Pemerintah mengumumkan undang-undang di bawah kekuatan daruratnya pada Kamis, 11 Maret 2021 malam waktu setempat. Langkah ini diambil untuk mengatasi informasi yang salah seputar pandemi virus korona (covid-19).
UU ini akan mulai berlaku pada hari ini, Jumat, 12 Maret 2021. Di bawah hukum, mereka yang dinyatakan bersalah menerbitkan berita palsu akan membayar denda sebanyak USD24 ribu (setara Rp345,6 juta), atau hukuman penjara tiga tahun dengan denda harian sebesar USD243 (Rp3,5 juta).
Undang-undang serupa mulai berlaku pada April 2018 saat Perdana Menteri Najib Razak menghadapi pemilihan umum di tengah meningkatnya kritik atas perannya dalam skandal 1MDB. Kala itu, Najib kalah dalam pemilihan dan UU tersebut langsung dicabut bulan berikutnya.
Namun, pemerintahan Malaysia berantakan setahun lalu setelah adanya perebutan kekuasaan yang memungkinkan beberapa politisi dari partai yang kalah kembali berkuasa di bawah kepemimpinan Perdana Menteri Muhyiddin Yassin.
Muhyiddin memiliki mayoritas tipis di Parlemen kala itu.
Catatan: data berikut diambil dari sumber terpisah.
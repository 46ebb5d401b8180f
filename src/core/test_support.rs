//! In-process doubles for the store, Kit and the order sender

use crate::adapters::kit::models::{Account, AccountInfo, AccountUser};
use crate::adapters::kit::{KitApi, PurchaseRequest, SubscriberRequest};
use crate::adapters::woocommerce::{ListedOrder, OrderStore, UnreadableOrder};
use crate::core::purchase::{OrderSender, SendOutcome};
use crate::domain::ids::{OrderId, ProductId, PurchaseId, ResourceId};
use crate::domain::order::{Customer, LineItem, Order, OrderBuilder, OrderTotals, SentMarker};
use crate::domain::resource::{Resource, ResourceKind};
use crate::domain::subscription::Subscription;
use crate::domain::{KitApiError, KitSyncError, Result, StoreError};
use async_trait::async_trait;
use chrono::{TimeZone, Utc};
use std::collections::{BTreeMap, HashMap, HashSet};
use std::sync::Mutex;

pub(crate) fn order_id(id: u64) -> OrderId {
    OrderId::new(id).unwrap()
}

pub(crate) fn resource(id: u64, name: &str) -> Resource {
    Resource {
        id: ResourceId::new(id).unwrap(),
        name: name.to_string(),
        key: None,
    }
}

/// Processing order with one line item of product `id * 10`
pub(crate) fn sample_order(id: u64, sent: bool) -> Order {
    let mut builder = OrderBuilder::new(order_id(id))
        .status("processing")
        .created_at(Utc.with_ymd_and_hms(2024, 3, 1, 9, 30, 0).unwrap())
        .customer(Customer {
            first_name: "Ada".to_string(),
            last_name: "Lovelace".to_string(),
            email: Some(format!("customer{id}@example.com")),
            phone: Some("+44 20 7946 0000".to_string()),
        })
        .billing_address("12 Analytical Way, London")
        .line_item(LineItem {
            id: id * 100,
            product_id: ProductId::new(id * 10).ok(),
            name: "Notebook".to_string(),
            sku: None,
            quantity: 1,
            unit_price: 12.0,
            subtotal: 12.0,
        })
        .totals(OrderTotals {
            total: 12.0,
            ..Default::default()
        });
    if sent {
        builder = builder.sent_marker(SentMarker::new(order_id(id), Some(PurchaseId::new(1))));
    }
    builder.build().unwrap()
}

#[derive(Default)]
pub(crate) struct FakeStore {
    orders: Mutex<BTreeMap<OrderId, Order>>,
    notes: Mutex<Vec<(OrderId, String)>>,
    product_subscriptions: Mutex<HashMap<ProductId, Subscription>>,
    coupon_subscriptions: Mutex<HashMap<String, Subscription>>,
    unreadable: Mutex<HashSet<OrderId>>,
    failing_products: Mutex<HashSet<ProductId>>,
}

impl FakeStore {
    pub(crate) fn with_orders(ids: &[u64], sent: &[u64]) -> Self {
        let store = Self::default();
        for id in ids {
            store.insert(sample_order(*id, sent.contains(id)));
        }
        store
    }

    pub(crate) fn insert(&self, order: Order) {
        self.orders.lock().unwrap().insert(order.id, order);
    }

    pub(crate) fn order(&self, id: u64) -> Order {
        self.orders.lock().unwrap()[&order_id(id)].clone()
    }

    pub(crate) fn notes(&self, id: u64) -> Vec<String> {
        self.notes
            .lock()
            .unwrap()
            .iter()
            .filter(|(order, _)| *order == order_id(id))
            .map(|(_, note)| note.clone())
            .collect()
    }

    pub(crate) fn set_product_subscription(&self, product_id: u64, subscription: Subscription) {
        self.product_subscriptions
            .lock()
            .unwrap()
            .insert(ProductId::new(product_id).unwrap(), subscription);
    }

    pub(crate) fn set_coupon_subscription(&self, code: &str, subscription: Subscription) {
        self.coupon_subscriptions
            .lock()
            .unwrap()
            .insert(code.to_string(), subscription);
    }

    /// Lists the order as unmappable
    pub(crate) fn make_unreadable(&self, id: u64) {
        self.unreadable.lock().unwrap().insert(order_id(id));
    }

    /// Makes subscription lookups for the product fail
    pub(crate) fn fail_product_lookup(&self, product_id: u64) {
        self.failing_products
            .lock()
            .unwrap()
            .insert(ProductId::new(product_id).unwrap());
    }
}

#[async_trait]
impl OrderStore for FakeStore {
    async fn list_orders(&self, offset: u64, limit: u32) -> Result<Vec<ListedOrder>> {
        let unreadable = self.unreadable.lock().unwrap();
        Ok(self
            .orders
            .lock()
            .unwrap()
            .values()
            .skip(offset as usize)
            .take(limit as usize)
            .map(|order| {
                if unreadable.contains(&order.id) {
                    Err(UnreadableOrder {
                        id: order.id.value(),
                        reason: "invalid amount 'abc'".to_string(),
                    })
                } else {
                    Ok(order.clone())
                }
            })
            .collect())
    }

    async fn count_orders(&self) -> Result<u64> {
        Ok(self.orders.lock().unwrap().len() as u64)
    }

    async fn get_order(&self, order_id: OrderId) -> Result<Order> {
        self.orders
            .lock()
            .unwrap()
            .get(&order_id)
            .cloned()
            .ok_or_else(|| StoreError::OrderNotFound(order_id.value()).into())
    }

    async fn save_sent_marker(&self, marker: &SentMarker) -> Result<()> {
        let mut orders = self.orders.lock().unwrap();
        let order = orders
            .get_mut(&marker.order_id)
            .ok_or(StoreError::OrderNotFound(marker.order_id.value()))?;
        order.sent_marker = Some(marker.clone());
        Ok(())
    }

    async fn add_order_note(&self, order_id: OrderId, note: &str) -> Result<()> {
        self.notes
            .lock()
            .unwrap()
            .push((order_id, note.to_string()));
        Ok(())
    }

    async fn product_subscription(&self, product_id: ProductId) -> Result<Option<Subscription>> {
        if self.failing_products.lock().unwrap().contains(&product_id) {
            return Err(StoreError::Api {
                status: 500,
                message: "Internal Server Error".to_string(),
            }
            .into());
        }
        Ok(self
            .product_subscriptions
            .lock()
            .unwrap()
            .get(&product_id)
            .copied())
    }

    async fn coupon_subscription(&self, code: &str) -> Result<Option<Subscription>> {
        Ok(self.coupon_subscriptions.lock().unwrap().get(code).copied())
    }
}

/// Kit double recording every call; purchase ids count up from 5000
#[derive(Default)]
pub(crate) struct FakeKit {
    purchases: Mutex<Vec<PurchaseRequest>>,
    subscribers: Mutex<Vec<SubscriberRequest>>,
    subscriptions: Mutex<Vec<(Subscription, String)>>,
    resources: Mutex<HashMap<ResourceKind, Vec<Resource>>>,
    list_calls: Mutex<usize>,
    reject_purchases: HashSet<String>,
}

impl FakeKit {
    pub(crate) fn new() -> Self {
        Self::default()
    }

    pub(crate) fn reject_purchases_for(mut self, order_ids: &[u64]) -> Self {
        self.reject_purchases = order_ids.iter().map(u64::to_string).collect();
        self
    }

    pub(crate) fn with_resources(self, kind: ResourceKind, resources: Vec<Resource>) -> Self {
        self.resources.lock().unwrap().insert(kind, resources);
        self
    }

    pub(crate) fn purchases(&self) -> Vec<PurchaseRequest> {
        self.purchases.lock().unwrap().clone()
    }

    pub(crate) fn subscribers(&self) -> Vec<SubscriberRequest> {
        self.subscribers.lock().unwrap().clone()
    }

    pub(crate) fn subscriptions(&self) -> Vec<(Subscription, String)> {
        self.subscriptions.lock().unwrap().clone()
    }

    pub(crate) fn list_calls(&self) -> usize {
        *self.list_calls.lock().unwrap()
    }

    fn record(&self, subscription: Subscription, email: &str) {
        self.subscriptions
            .lock()
            .unwrap()
            .push((subscription, email.to_string()));
    }
}

#[async_trait]
impl KitApi for FakeKit {
    async fn get_account(&self) -> Result<Account> {
        Ok(Account {
            account: AccountInfo {
                id: 1,
                name: "Test Shop".to_string(),
                plan_type: None,
            },
            user: AccountUser {
                email: "owner@example.com".to_string(),
            },
        })
    }

    async fn list_resources(&self, kind: ResourceKind) -> Result<Vec<Resource>> {
        *self.list_calls.lock().unwrap() += 1;
        Ok(self
            .resources
            .lock()
            .unwrap()
            .get(&kind)
            .cloned()
            .unwrap_or_default())
    }

    async fn upsert_subscriber(&self, subscriber: &SubscriberRequest) -> Result<u64> {
        let mut subscribers = self.subscribers.lock().unwrap();
        subscribers.push(subscriber.clone());
        Ok(subscribers.len() as u64)
    }

    async fn add_subscriber_to_form(&self, form_id: ResourceId, email: &str) -> Result<()> {
        self.record(Subscription::Form(form_id), email);
        Ok(())
    }

    async fn add_subscriber_to_tag(&self, tag_id: ResourceId, email: &str) -> Result<()> {
        self.record(Subscription::Tag(tag_id), email);
        Ok(())
    }

    async fn add_subscriber_to_sequence(
        &self,
        sequence_id: ResourceId,
        email: &str,
    ) -> Result<()> {
        self.record(Subscription::Sequence(sequence_id), email);
        Ok(())
    }

    async fn create_purchase(&self, purchase: &PurchaseRequest) -> Result<PurchaseId> {
        if self.reject_purchases.contains(&purchase.transaction_id) {
            return Err(KitApiError::Api {
                status: 422,
                message: "Purchase is invalid".to_string(),
            }
            .into());
        }
        let mut purchases = self.purchases.lock().unwrap();
        purchases.push(purchase.clone());
        Ok(PurchaseId::new(5000 + purchases.len() as u64))
    }
}

/// Sender that succeeds with purchase id `1000 + order id` unless told otherwise
#[derive(Default)]
pub(crate) struct ScriptedSender {
    failing: HashSet<OrderId>,
    already_sent: HashMap<OrderId, PurchaseId>,
    /// Remaining failures per order before it succeeds
    flaky: Mutex<HashMap<OrderId, usize>>,
    sent: Mutex<Vec<OrderId>>,
}

impl ScriptedSender {
    pub(crate) fn failing(ids: &[u64]) -> Self {
        Self {
            failing: ids.iter().map(|id| order_id(*id)).collect(),
            ..Self::default()
        }
    }

    pub(crate) fn already_sent(mut self, id: u64, purchase_id: PurchaseId) -> Self {
        self.already_sent.insert(order_id(id), purchase_id);
        self
    }

    pub(crate) fn flaky(self, id: u64, failures: usize) -> Self {
        self.flaky.lock().unwrap().insert(order_id(id), failures);
        self
    }

    /// Every order handed to `send`, including failed attempts
    pub(crate) fn sent(&self) -> Vec<OrderId> {
        self.sent.lock().unwrap().clone()
    }
}

#[async_trait]
impl OrderSender for ScriptedSender {
    async fn send(&self, order_id: OrderId) -> Result<SendOutcome> {
        self.sent.lock().unwrap().push(order_id);

        if self.failing.contains(&order_id) {
            return Err(KitSyncError::Kit(KitApiError::ConnectionFailed(
                "connection reset".to_string(),
            )));
        }

        if let Some(remaining) = self.flaky.lock().unwrap().get_mut(&order_id) {
            if *remaining > 0 {
                *remaining -= 1;
                return Err(KitSyncError::Kit(KitApiError::Timeout(
                    "request timed out".to_string(),
                )));
            }
        }

        if let Some(purchase_id) = self.already_sent.get(&order_id) {
            return Ok(SendOutcome::AlreadySent {
                purchase_id: Some(*purchase_id),
            });
        }

        Ok(SendOutcome::Sent {
            purchase_id: PurchaseId::new(1000 + order_id.value()),
        })
    }
}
Kelompok hak asasi manusia mengatakan bahwa mereka terkejut dengan pemberlakuan undang-undang yang tiba-tiba.
Mereka mencatat bahwa berita palsu tidak didefinisikan dengan jelas dalam undang-undang tersebut.
"Ini membuka kemungkinan nyata pelecehan melalui penangkapan sewenang-wenang, penyelidikan dan tindakan hukum," kata Direktur Eksekutif Pusat Jurnalisme Independen (CIJ), Wathshlah Naidu, dilansir dari Al Jazeera.
"Kami mengantisipasi pengawasan lebih lanjut dan invasi privasi kami, sensor sewenang-wenang atas laporan media yang kritis dan tidak setuju, dan dengan demikian, serangan terhadap kebebasan media, dan tindakan keras yang tidak proporsional terhadap ucapan yang sah," imbuhnya.
Gerakan Media Merdeka (Geramm), yang mengkampanyekan kebebasan media, menggemakan kekhawatiran CIJ. Mereka mengatakan undang-undang tersebut belum diperdebatkan atau disetujui oleh parlemen, yang ditangguhkan ketika keadaan darurat diumumkan pada Januari.
"Tanpa definisi yang jelas tentang 'berita palsu', kami prihatin atas kemungkinan penyalahgunaan yang mungkin muncul," kata Geramm dalam sebuah pernyataan.
"Kami menegaskan kembali pendirian kami seperti yang dinyatakan sebelumnya dalam seruan kami terhadap Undang-Undang Anti-Berita Palsu 2018 yang dirilis, untuk melawan berita palsu dengan fakta, bukan Kisah," tambah mereka.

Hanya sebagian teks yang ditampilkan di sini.